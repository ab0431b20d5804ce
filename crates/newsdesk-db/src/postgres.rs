//! Postgres-backed user and role stores.
//!
//! Queries are plain runtime `sqlx::query_as` calls so the crate builds
//! without a live database. The schema lives in `migrations/`.

use async_trait::async_trait;
use chrono::{DateTime, Utc};
use newsdesk_models::{NewUser, Role, User, UserCredentials, UserId};
use sqlx::PgPool;
use tracing::instrument;

use crate::store::{RoleStore, StoreError, StoreResult, UserStore};

const USER_COLUMNS: &str = "id, name, email, role, status, lock_until, last_activity, \
                            failed_login_attempts, created_at";

#[derive(Debug, Clone)]
pub struct PgStore {
    pool: PgPool,
}

impl PgStore {
    pub fn new(pool: PgPool) -> Self {
        Self { pool }
    }

    pub fn pool(&self) -> &PgPool {
        &self.pool
    }
}

#[async_trait]
impl UserStore for PgStore {
    #[instrument(skip(self))]
    async fn find_by_id(&self, id: UserId) -> StoreResult<Option<User>> {
        let sql = format!("SELECT {USER_COLUMNS} FROM users WHERE id = $1");
        let user = sqlx::query_as::<_, User>(&sql)
            .bind(id)
            .fetch_optional(&self.pool)
            .await?;
        Ok(user)
    }

    #[instrument(skip(self))]
    async fn find_credentials_by_email(
        &self,
        email: &str,
    ) -> StoreResult<Option<UserCredentials>> {
        let sql = format!("SELECT {USER_COLUMNS}, password FROM users WHERE lower(email) = lower($1)");
        let creds = sqlx::query_as::<_, UserCredentials>(&sql)
            .bind(email)
            .fetch_optional(&self.pool)
            .await?;
        Ok(creds)
    }

    async fn touch_last_activity(&self, id: UserId, at: DateTime<Utc>) -> StoreResult<()> {
        sqlx::query("UPDATE users SET last_activity = $2 WHERE id = $1")
            .bind(id)
            .bind(at)
            .execute(&self.pool)
            .await?;
        Ok(())
    }

    #[instrument(skip(self))]
    async fn record_failed_login(&self, id: UserId) -> StoreResult<i32> {
        let count: Option<i32> = sqlx::query_scalar(
            "UPDATE users SET failed_login_attempts = failed_login_attempts + 1 \
             WHERE id = $1 RETURNING failed_login_attempts",
        )
        .bind(id)
        .fetch_optional(&self.pool)
        .await?;
        count.ok_or_else(|| StoreError::NotFound(format!("user {id}")))
    }

    #[instrument(skip(self))]
    async fn lock_account(&self, id: UserId, until: DateTime<Utc>) -> StoreResult<()> {
        sqlx::query("UPDATE users SET lock_until = $2 WHERE id = $1")
            .bind(id)
            .bind(until)
            .execute(&self.pool)
            .await?;
        Ok(())
    }

    async fn reset_failed_logins(&self, id: UserId) -> StoreResult<()> {
        sqlx::query("UPDATE users SET failed_login_attempts = 0, lock_until = NULL WHERE id = $1")
            .bind(id)
            .execute(&self.pool)
            .await?;
        Ok(())
    }

    #[instrument(skip(self, user), fields(email = %user.email))]
    async fn create_user(&self, user: NewUser) -> StoreResult<User> {
        let sql = format!(
            "INSERT INTO users (id, name, email, password, role, status) \
             VALUES ($1, $2, $3, $4, $5, $6) RETURNING {USER_COLUMNS}"
        );
        let created = sqlx::query_as::<_, User>(&sql)
            .bind(UserId::new())
            .bind(&user.name)
            .bind(&user.email)
            .bind(&user.password_hash)
            .bind(&user.role)
            .bind(user.status.as_str())
            .fetch_one(&self.pool)
            .await
            .map_err(|e| match &e {
                sqlx::Error::Database(db) if db.is_unique_violation() => {
                    StoreError::Conflict(format!("email {} already registered", user.email))
                }
                _ => StoreError::Database(e),
            })?;
        Ok(created)
    }
}

#[async_trait]
impl RoleStore for PgStore {
    #[instrument(skip(self))]
    async fn permissions_for_role(&self, role: &str) -> StoreResult<Option<Vec<String>>> {
        let perms: Option<Vec<String>> =
            sqlx::query_scalar("SELECT permissions FROM roles WHERE name = $1")
                .bind(role)
                .fetch_optional(&self.pool)
                .await?;
        Ok(perms)
    }

    #[instrument(skip(self, permissions))]
    async fn set_permissions(
        &self,
        role: &str,
        permissions: &[String],
        description: Option<&str>,
    ) -> StoreResult<Role> {
        let row = sqlx::query_as::<_, Role>(
            "INSERT INTO roles (name, description, permissions, updated_at) \
             VALUES ($1, $2, $3, now()) \
             ON CONFLICT (name) DO UPDATE SET \
                permissions = EXCLUDED.permissions, \
                description = COALESCE(EXCLUDED.description, roles.description), \
                updated_at = now() \
             RETURNING name, description, permissions, updated_at",
        )
        .bind(role)
        .bind(description)
        .bind(permissions)
        .fetch_one(&self.pool)
        .await?;
        Ok(row)
    }

    async fn list_roles(&self) -> StoreResult<Vec<Role>> {
        let roles = sqlx::query_as::<_, Role>(
            "SELECT name, description, permissions, updated_at FROM roles ORDER BY name",
        )
        .fetch_all(&self.pool)
        .await?;
        Ok(roles)
    }
}

#[cfg(test)]
mod tests {
    use super::*;
    use newsdesk_models::AccountStatus;

    async fn store() -> PgStore {
        let url = std::env::var("DATABASE_URL").expect("DATABASE_URL must be set");
        let pool = crate::init_db_pool(&url).await.unwrap();
        PgStore::new(pool)
    }

    #[tokio::test]
    #[ignore = "requires Postgres"]
    async fn test_user_and_role_round_trip() {
        let store = store().await;
        let email = format!("pg-{}@example.com", UserId::new());
        let user = store
            .create_user(NewUser {
                name: "Pg Test".into(),
                email: email.clone(),
                role: "editor".into(),
                password_hash: "hash".into(),
                status: AccountStatus::Active,
            })
            .await
            .unwrap();

        let found = store.find_by_id(user.id).await.unwrap().unwrap();
        assert_eq!(found.email, email);

        let creds = store
            .find_credentials_by_email(&email.to_uppercase())
            .await
            .unwrap()
            .unwrap();
        assert_eq!(creds.password, "hash");

        assert_eq!(store.record_failed_login(user.id).await.unwrap(), 1);
        store.reset_failed_logins(user.id).await.unwrap();

        let role = format!("role_{}", user.id.into_inner().simple());
        store
            .set_permissions(&role, &["news.read".to_string()], None)
            .await
            .unwrap();
        assert_eq!(
            store.permissions_for_role(&role).await.unwrap(),
            Some(vec!["news.read".to_string()])
        );
    }
}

_PROBLEM STATEMENT_: Return every record, leaving each line exactly as it was given.

_EXERCISE OUTPUT_:
repository ab0431b20d5804ce
filename crates/newsdesk-db/src/postgres.rs
//! Postgres-backed user and role stores.
//!
//! Queries are plain runtime `sqlx::query_as` calls so the crate builds
//! without a live database. The schema lives in `migrations/`.

use async_trait::async_trait;
use chrono::{DateTime, Utc};
use newsdesk_models::{NewUser, Role, User, UserCredentials, UserId};
use sqlx::PgPool;
use tracing::instrument;

use crate::store::{RoleStore, StoreError, StoreResult, UserStore};

const USER_COLUMNS: &str = "id, name, email, role, status, lock_until, last_activity, \
                            failed_login_attempts, created_at";

#[derive(Debug, Clone)]
pub struct PgStore {
    pool: PgPool,
}

impl PgStore {
    pub fn new(pool: PgPool) -> Self {
        Self { pool }
    }

    pub fn pool(&self) -> &PgPool {
        &self.pool
    }
}

#[async_trait]
impl UserStore for PgStore {
    #[instrument(skip(self))]
    async fn find_by_id(&self, id: UserId) -> StoreResult<Option<User>> {
        let sql = format!("SELECT {USER_COLUMNS} FROM users WHERE id = $1");
        let user = sqlx::query_as::<_, User>(&sql)
            .bind(id)
            .fetch_optional(&self.pool)
            .await?;
        Ok(user)
    }

    #[instrument(skip(self))]
    async fn find_credentials_by_email(
        &self,
        email: &str,
    ) -> StoreResult<Option<UserCredentials>> {
        let sql = format!("SELECT {USER_COLUMNS}, password FROM users WHERE lower(email) = lower($1)");
        let creds = sqlx::query_as::<_, UserCredentials>(&sql)
            .bind(email)
            .fetch_optional(&self.pool)
            .await?;
        Ok(creds)
    }

    async fn touch_last_activity(&self, id: UserId, at: DateTime<Utc>) -> StoreResult<()> {
        sqlx::query("UPDATE users SET last_activity = $2 WHERE id = $1")
            .bind(id)
            .bind(at)
            .execute(&self.pool)
            .await?;
        Ok(())
    }

    #[instrument(skip(self))]
    async fn record_failed_login(&self, id: UserId) -> StoreResult<i32> {
        let count: Option<i32> = sqlx::query_scalar(
            "UPDATE users SET failed_login_attempts = failed_login_attempts + 1 \
             WHERE id = $1 RETURNING failed_login_attempts",
        )
        .bind(id)
        .fetch_optional(&self.pool)
        .await?;
        count.ok_or_else(|| StoreError::NotFound(format!("user {id}")))
    }

    #[instrument(skip(self))]
    async fn lock_account(&self, id: UserId, until: DateTime<Utc>) -> StoreResult<()> {
        sqlx::query("UPDATE users SET lock_until = $2 WHERE id = $1")
            .bind(id)
            .bind(until)
            .execute(&self.pool)
            .await?;
        Ok(())
    }

    async fn reset_failed_logins(&self, id: UserId) -> StoreResult<()> {
        sqlx::query("UPDATE users SET failed_login_attempts = 0, lock_until = NULL WHERE id = $1")
            .bind(id)
            .execute(&self.pool)
            .await?;
        Ok(())
    }

    #[instrument(skip(self, user), fields(email = %user.email))]
    async fn create_user(&self, user: NewUser) -> StoreResult<User> {
        let sql = format!(
            "INSERT INTO users (id, name, email, password, role, status) \
             VALUES ($1, $2, $3, $4, $5, $6) RETURNING {USER_COLUMNS}"
        );
        let created = sqlx::query_as::<_, User>(&sql)
            .bind(UserId::new())
            .bind(&user.name)
            .bind(&user.email)
            .bind(&user.password_hash)
            .bind(&user.role)
            .bind(user.status.as_str())
            .fetch_one(&self.pool)
            .await
            .map_err(|e| match &e {
                sqlx::Error::Database(db) if db.is_unique_violation() => {
                    StoreError::Conflict(format!("email {} already registered", user.email))
                }
                _ => StoreError::Database(e),
            })?;
        Ok(created)
    }
}

#[async_trait]
impl RoleStore for PgStore {
    #[instrument(skip(self))]
    async fn permissions_for_role(&self, role: &str) -> StoreResult<Option<Vec<String>>> {
        let perms: Option<Vec<String>> =
            sqlx::query_scalar("SELECT permissions FROM roles WHERE name = $1")
                .bind(role)
                .fetch_optional(&self.pool)
                .await?;
        Ok(perms)
    }

    #[instrument(skip(self, permissions))]
    async fn set_permissions(
        &self,
        role: &str,
        permissions: &[String],
        description: Option<&str>,
    ) -> StoreResult<Role> {
        let row = sqlx::query_as::<_, Role>(
            "INSERT INTO roles (name, description, permissions, updated_at) \
             VALUES ($1, $2, $3, now()) \
             ON CONFLICT (name) DO UPDATE SET \
                permissions = EXCLUDED.permissions, \
                description = COALESCE(EXCLUDED.description, roles.description), \
                updated_at = now() \
             RETURNING name, description, permissions, updated_at",
        )
        .bind(role)
        .bind(description)
        .bind(permissions)
        .fetch_one(&self.pool)
        .await?;
        Ok(row)
    }

    async fn list_roles(&self) -> StoreResult<Vec<Role>> {
        let roles = sqlx::query_as::<_, Role>(
            "SELECT name, description, permissions, updated_at FROM roles ORDER BY name",
        )
        .fetch_all(&self.pool)
        .await?;
        Ok(roles)
    }
}

#[cfg(test)]
mod tests {
    use super::*;
    use newsdesk_models::AccountStatus;

    async fn store() -> PgStore {
        let url = std::env::var("DATABASE_URL").expect("DATABASE_URL must be set");
        let pool = crate::init_db_pool(&url).await.unwrap();
        PgStore::new(pool)
    }

    #[tokio::test]
    #[ignore = "requires Postgres"]
    async fn test_user_and_role_round_trip() {
        let store = store().await;
        let email = format!("pg-{}@example.com", UserId::new());
        let user = store
            .create_user(NewUser {
                name: "Pg Test".into(),
                email: email.clone(),
                role: "editor".into(),
                password_hash: "hash".into(),
                status: AccountStatus::Active,
            })
            .await
            .unwrap();

        let found = store.find_by_id(user.id).await.unwrap().unwrap();
        assert_eq!(found.email, email);

        let creds = store
            .find_credentials_by_email(&email.to_uppercase())
            .await
            .unwrap()
            .unwrap();
        assert_eq!(creds.password, "hash");

        assert_eq!(store.record_failed_login(user.id).await.unwrap(), 1);
        store.reset_failed_logins(user.id).await.unwrap();

        let role = format!("role_{}", user.id.into_inner().simple());
        store
            .set_permissions(&role, &["news.read".to_string()], None)
            .await
            .unwrap();
        assert_eq!(
            store.permissions_for_role(&role).await.unwrap(),
            Some(vec!["news.read".to_string()])
        );
    }
}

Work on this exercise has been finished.